Source code for beetroots.inversion.results.utils.bayes_pval_plots

import os
from typing import List, Optional, Tuple, Union

import matplotlib.pyplot as plt
import numpy as np
import pandas as pd
from matplotlib import colors
from scipy.stats import beta

from beetroots.inversion.plots.map_shaper import MapShaper
from beetroots.inversion.results.utils.abstract_util import ResultsUtil
from beetroots.sampler.abstract_sampler import Sampler



[docs]
class ResultsBayesPvalues(ResultsUtil):
    r"""Bayesian model checking accounting for uncertainties on the p-value due to Monte Carlo evaluation.
    The method is described in :cite:t:`paludProblemesInversesTest2023a`.
    """

    __slots__ = (
        "model_name",
        "path_img",
        "path_data_csv_out",
        "N_MCMC",
        "N",
        "D",
    )

    CONFIDENCE_THRESHOLD_ALPHA = 0.05
    r"""..., denoted :math:`\alpha` in the article"""

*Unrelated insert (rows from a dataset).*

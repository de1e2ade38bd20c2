pub mod pubsub;

use std::time::Duration;

use prost_types::method_options::IdempotencyLevel;
use secrecy::ExposeSecret;
use tonic::metadata::{AsciiMetadataValue, MetadataMap};

use crate::{
    auth::Credentials,
    client::{ClientError, RequestError},
    types::ConvertError,
};

const ACCESS_TOKEN_HEADER: &str = "accesstoken";
const INSTANCE_URL_HEADER: &str = "instanceurl";
const TENANT_ID_HEADER: &str = "tenantid";
const ERROR_CODE_HEADER: &str = "error-code";

pub async fn send_request<T: ServiceRequest>(
    mut service: T,
    credentials: &Credentials,
    timeout: Option<Duration>,
) -> Result<T::Response, ClientError> {
    let mut req = service.prepare_request()?;
    add_auth_metadata(req.metadata_mut(), credentials)?;
    if let Some(timeout) = timeout {
        req.set_timeout(timeout);
    }
    match service.send(req).await {
        Ok(resp) => Ok(service.parse_response(resp)?),
        Err(status) => Err(match service.parse_status(&status) {
            Some(err) => ClientError::Request(err),
            None => ClientError::Service(status),
        }),
    }
}

pub trait ServiceRequest {
    /// Request parameters for the generated client.
    type ApiRequest;
    /// Response to be returned to the user.
    type Response;
    /// Response returned by the generated client.
    type ApiResponse;

    /// Idempotency level of the underlying RPC.
    const IDEMPOTENCY_LEVEL: IdempotencyLevel;

    /// Build the request, minus auth metadata.
    fn prepare_request(&mut self) -> Result<tonic::Request<Self::ApiRequest>, ConvertError>;

    fn parse_response(
        &self,
        resp: tonic::Response<Self::ApiResponse>,
    ) -> Result<Self::Response, ConvertError>;

    /// Map a status into a typed error, `None` keeps the raw status.
    fn parse_status(&self, status: &tonic::Status) -> Option<RequestError> {
        parse_status(status)
    }

    async fn send(
        &mut self,
        req: tonic::Request<Self::ApiRequest>,
    ) -> Result<tonic::Response<Self::ApiResponse>, tonic::Status>;

    fn should_retry(&self, err: &ClientError) -> bool {
        Self::IDEMPOTENCY_LEVEL == IdempotencyLevel::NoSideEffects && err.is_retryable()
    }
}

/// Requests that can be replayed as-is.
pub trait RetryableRequest: ServiceRequest + Clone {}

impl<T: ServiceRequest + Clone> RetryableRequest for T {}

pub fn parse_status(status: &tonic::Status) -> Option<RequestError> {
    let message = status_message(status);
    match status.code() {
        tonic::Code::Unauthenticated => Some(RequestError::Unauthenticated(message)),
        tonic::Code::PermissionDenied => Some(RequestError::PermissionDenied(message)),
        tonic::Code::NotFound => Some(RequestError::NotFound(message)),
        tonic::Code::InvalidArgument if error_code(status).is_some_and(is_replay_id_error) => {
            Some(RequestError::InvalidReplayId(message))
        }
        tonic::Code::InvalidArgument => Some(RequestError::InvalidArgument(message)),
        _ => None,
    }
}

fn add_auth_metadata(
    metadata: &mut MetadataMap,
    credentials: &Credentials,
) -> Result<(), ConvertError> {
    fn value(name: &str, value: &str) -> Result<AsciiMetadataValue, ConvertError> {
        AsciiMetadataValue::try_from(value)
            .map_err(|_| format!("{name} is not a valid metadata value").into())
    }

    metadata.insert(
        ACCESS_TOKEN_HEADER,
        value("access token", credentials.access_token.expose_secret())?,
    );
    metadata.insert(
        INSTANCE_URL_HEADER,
        value("instance url", credentials.instance_url.as_str())?,
    );
    metadata.insert(TENANT_ID_HEADER, value("tenant id", &credentials.tenant_id)?);
    Ok(())
}

fn error_code(status: &tonic::Status) -> Option<&str> {
    status
        .metadata()
        .get(ERROR_CODE_HEADER)
        .and_then(|v| v.to_str().ok())
}

fn is_replay_id_error(code: &str) -> bool {
    code.contains("replayid")
}

fn status_message(status: &tonic::Status) -> String {
    match error_code(status) {
        Some(code) => format!("{} ({code})", status.message()),
        None => status.message().to_string(),
    }
}
//! Decoding of the `changedFields`, `nulledFields` and `diffFields` bitmaps
//! of a change event into field names.
//!
//! Each bitmap entry is a hex string. `0x<hex>` covers the top-level fields
//! of the event record: bit `i`, counted from the least significant bit of
//! the last hex digit, stands for the field at position `i` in schema
//! order. `<n>-0x<hex>` covers the fields of the compound field at top-level
//! position `n`, and its names render as `Parent.Child`.

use std::collections::HashMap;

use apache_avro::{Schema, schema::RecordSchema};

#[derive(Debug, Clone, PartialEq, Eq, thiserror::Error)]
pub enum BitmapError {
    #[error("event schema is not a record")]
    SchemaNotRecord,
    #[error("malformed bitmap entry {0:?}")]
    Malformed(String),
    #[error("bit {bit} is beyond the {fields} fields of {record}")]
    BitOutOfRange {
        record: String,
        bit: usize,
        fields: usize,
    },
    #[error("field position {0} does not exist")]
    UnknownParent(usize),
    #[error("field {0} is not a record")]
    ParentNotRecord(String),
}

#[derive(Debug, Clone)]
struct Compound {
    name: String,
    fields: Vec<String>,
}

/// Maps bitmap entries to field names for one event schema.
#[derive(Debug, Clone)]
pub struct BitmapDecoder {
    record: String,
    fields: Vec<String>,
    compounds: HashMap<usize, Compound>,
}

impl BitmapDecoder {
    pub fn new(schema: &Schema) -> Result<Self, BitmapError> {
        let Schema::Record(root) = schema else {
            return Err(BitmapError::SchemaNotRecord);
        };

        let mut names = HashMap::new();
        collect_records(schema, &mut names);

        let compounds = root
            .fields
            .iter()
            .enumerate()
            .filter_map(|(position, field)| {
                let record = record_of(&field.schema, &names)?;
                let compound = Compound {
                    name: field.name.clone(),
                    fields: record.fields.iter().map(|f| f.name.clone()).collect(),
                };
                Some((position, compound))
            })
            .collect();

        Ok(Self {
            record: root.name.fullname(None),
            fields: root.fields.iter().map(|f| f.name.clone()).collect(),
            compounds,
        })
    }

    /// Field names set in `entries`. Top-level entries come first, then
    /// nested ones, each group in input order and bit order within an entry.
    pub fn decode<S: AsRef<str>>(&self, entries: &[S]) -> Result<Vec<String>, BitmapError> {
        let mut top_level = Vec::new();
        let mut nested = Vec::new();

        for entry in entries {
            let entry = entry.as_ref();
            match parse_entry(entry)? {
                (None, bits) => {
                    for bit in bits {
                        top_level.push(self.field(bit)?.to_owned());
                    }
                }
                (Some(parent), bits) => {
                    let compound = self.compound(parent)?;
                    for bit in bits {
                        let child = compound.fields.get(bit).ok_or_else(|| {
                            BitmapError::BitOutOfRange {
                                record: compound.name.clone(),
                                bit,
                                fields: compound.fields.len(),
                            }
                        })?;
                        nested.push(format!("{}.{child}", compound.name));
                    }
                }
            }
        }

        top_level.extend(nested);
        Ok(top_level)
    }

    fn field(&self, bit: usize) -> Result<&str, BitmapError> {
        self.fields
            .get(bit)
            .map(String::as_str)
            .ok_or_else(|| BitmapError::BitOutOfRange {
                record: self.record.clone(),
                bit,
                fields: self.fields.len(),
            })
    }

    fn compound(&self, position: usize) -> Result<&Compound, BitmapError> {
        match self.compounds.get(&position) {
            Some(compound) => Ok(compound),
            None => match self.fields.get(position) {
                Some(name) => Err(BitmapError::ParentNotRecord(name.clone())),
                None => Err(BitmapError::UnknownParent(position)),
            },
        }
    }
}

fn collect_records<'a>(schema: &'a Schema, names: &mut HashMap<String, &'a RecordSchema>) {
    match schema {
        Schema::Record(record) => {
            names.insert(record.name.fullname(None), record);
            for field in &record.fields {
                collect_records(&field.schema, names);
            }
        }
        Schema::Union(union) => {
            for variant in union.variants() {
                collect_records(variant, names);
            }
        }
        _ => {}
    }
}

/// The record behind a field schema, looking through `["null", record]`
/// unions and named references.
fn record_of<'a>(
    schema: &'a Schema,
    names: &HashMap<String, &'a RecordSchema>,
) -> Option<&'a RecordSchema> {
    match schema {
        Schema::Record(record) => Some(record),
        Schema::Ref { name } => names.get(&name.fullname(None)).copied(),
        Schema::Union(union) => union
            .variants()
            .iter()
            .find_map(|variant| record_of(variant, names)),
        _ => None,
    }
}

/// Splits an entry into its optional parent position and the set bits in
/// ascending order.
fn parse_entry(entry: &str) -> Result<(Option<usize>, Vec<usize>), BitmapError> {
    let malformed = || BitmapError::Malformed(entry.to_owned());

    let (parent, bitmap) = match entry.split_once('-') {
        Some((parent, bitmap)) => (Some(parent.parse().map_err(|_| malformed())?), bitmap),
        None => (None, entry),
    };
    let digits = bitmap
        .strip_prefix("0x")
        .or_else(|| bitmap.strip_prefix("0X"))
        .filter(|digits| !digits.is_empty())
        .ok_or_else(malformed)?;

    let mut bits = Vec::new();
    for (nibble, c) in digits.chars().rev().enumerate() {
        let value = c.to_digit(16).ok_or_else(malformed)?;
        for offset in 0..4 {
            if value & (1 << offset) != 0 {
                bits.push(nibble * 4 + offset);
            }
        }
    }
    Ok((parent, bits))
}

#[cfg(test)]
mod tests {
    use rstest::rstest;

    use super::*;
    use crate::decode::tests::employee_schema;

    fn decoder() -> BitmapDecoder {
        BitmapDecoder::new(&employee_schema()).unwrap()
    }

    #[rstest]
    #[case("0x1", None, vec![0])]
    #[case("0x06", None, vec![1, 2])]
    #[case("0xA0", None, vec![5, 7])]
    #[case("0x100", None, vec![8])]
    #[case("4-0x05", Some(4), vec![0, 2])]
    #[case("0x0", None, vec![])]
    fn parses_entries(
        #[case] entry: &str,
        #[case] parent: Option<usize>,
        #[case] bits: Vec<usize>,
    ) {
        assert_eq!(parse_entry(entry).unwrap(), (parent, bits));
    }

    #[rstest]
    #[case("")]
    #[case("06")]
    #[case("0x")]
    #[case("0xZZ")]
    #[case("x-0x1")]
    #[case("-0x1")]
    #[case("1-")]
    fn rejects_malformed_entries(#[case] entry: &str) {
        assert_eq!(
            parse_entry(entry),
            Err(BitmapError::Malformed(entry.to_owned()))
        );
    }

    #[test]
    fn decodes_top_level_fields() {
        let names = decoder().decode(&["0x06"]).unwrap();
        assert_eq!(names, ["Name", "LastModifiedDate"]);
    }

    #[test]
    fn decodes_nested_fields() {
        let names = decoder().decode(&["4-0x06", "0x2"]).unwrap();
        assert_eq!(names, ["Name", "Address__c.City", "Address__c.PostalCode"]);
    }

    #[test]
    fn empty_input_decodes_to_nothing() {
        let entries: [&str; 0] = [];
        assert!(decoder().decode(&entries).unwrap().is_empty());
    }

    #[test]
    fn bits_beyond_the_schema_are_rejected() {
        assert!(matches!(
            decoder().decode(&["0x40"]),
            Err(BitmapError::BitOutOfRange { bit: 6, fields: 6, .. })
        ));
        assert!(matches!(
            decoder().decode(&["4-0x8"]),
            Err(BitmapError::BitOutOfRange { bit: 3, fields: 3, .. })
        ));
    }

    #[test]
    fn parent_must_be_a_record() {
        assert_eq!(
            decoder().decode(&["1-0x1"]),
            Err(BitmapError::ParentNotRecord("Name".into()))
        );
        assert_eq!(
            decoder().decode(&["9-0x1"]),
            Err(BitmapError::UnknownParent(9))
        );
    }

    #[test]
    fn resolves_named_references() {
        let schema = Schema::parse_str(
            r#"{
                "type": "record",
                "name": "Account__ChangeEvent",
                "namespace": "com.sforce.eventbus",
                "fields": [
                    {"name": "BillingAddress", "type": ["null", {
                        "type": "record",
                        "name": "Address",
                        "fields": [
                            {"name": "Street", "type": ["null", "string"]},
                            {"name": "City", "type": ["null", "string"]}
                        ]
                    }]},
                    {"name": "ShippingAddress", "type": ["null", "Address"]}
                ]
            }"#,
        )
        .unwrap();
        let decoder = BitmapDecoder::new(&schema).unwrap();

        let names = decoder.decode(&["1-0x3"]).unwrap();
        assert_eq!(names, ["ShippingAddress.Street", "ShippingAddress.City"]);
    }

    #[test]
    fn schema_must_be_a_record() {
        assert_eq!(
            BitmapDecoder::new(&Schema::String).unwrap_err(),
            BitmapError::SchemaNotRecord
        );
    }
}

    CONFIDENCE_THRESHOLD_DELTA = 0.1
    r"""..., denoted :math:`\delta` in the article"""

    ESS_OPTIM = Sampler.ESS_OPTIM * 1
    r"""number of random reproduced observations to draw to evaluate the model checking p-value for optimization procedures"""

    def __init__(
        self,
        model_name: str,
        chain_type: str,
        path_img: str,
        path_data_csv_out: str,
        N_MCMC: int,
        N: int,
        D_sampling: int,
        plot_ESS: bool,
    ):
        assert chain_type in ["mcmc", "optim_map"]

        self.model_name = model_name
        self.chain_type = chain_type
        self.path_img = path_img
        self.path_data_csv_out = path_data_csv_out

        self.N_MCMC = N_MCMC
        self.N = N
        self.D_sampling = D_sampling

        self.plot_ESS = plot_ESS


[docs]
    def read_data(self) -> Tuple[Optional[pd.DataFrame], pd.DataFrame]:
        # ess
        if self.chain_type == "mcmc":
            if self.plot_ESS:
                path_file = f"{self.path_data_csv_out}/"
                path_file += f"estimation_ESS_{self.model_name}.csv"

                df_ess_model = pd.read_csv(path_file, index_col=["n", "d"])
                df_ess_model = df_ess_model.sort_index()
                df_ess_model = df_ess_model.reset_index(drop=False)

            else:
                df_ess_model = None
        else:
            list_dicts = [
                {"n": n, "d": d, "ess": self.ESS_OPTIM, "seed": "overall"}
                for n in range(self.N)
                for d in range(self.D_sampling)
            ]
            df_ess_model = pd.DataFrame.from_records(list_dicts)
            df_ess_model = df_ess_model.set_index(["n", "d"])
            df_ess_model = df_ess_model.sort_index().reset_index(drop=False)

        # estimated pval
        path_file = f"{self.path_data_csv_out}/"
        path_file += f"p_value_llh_{self.model_name}.csv"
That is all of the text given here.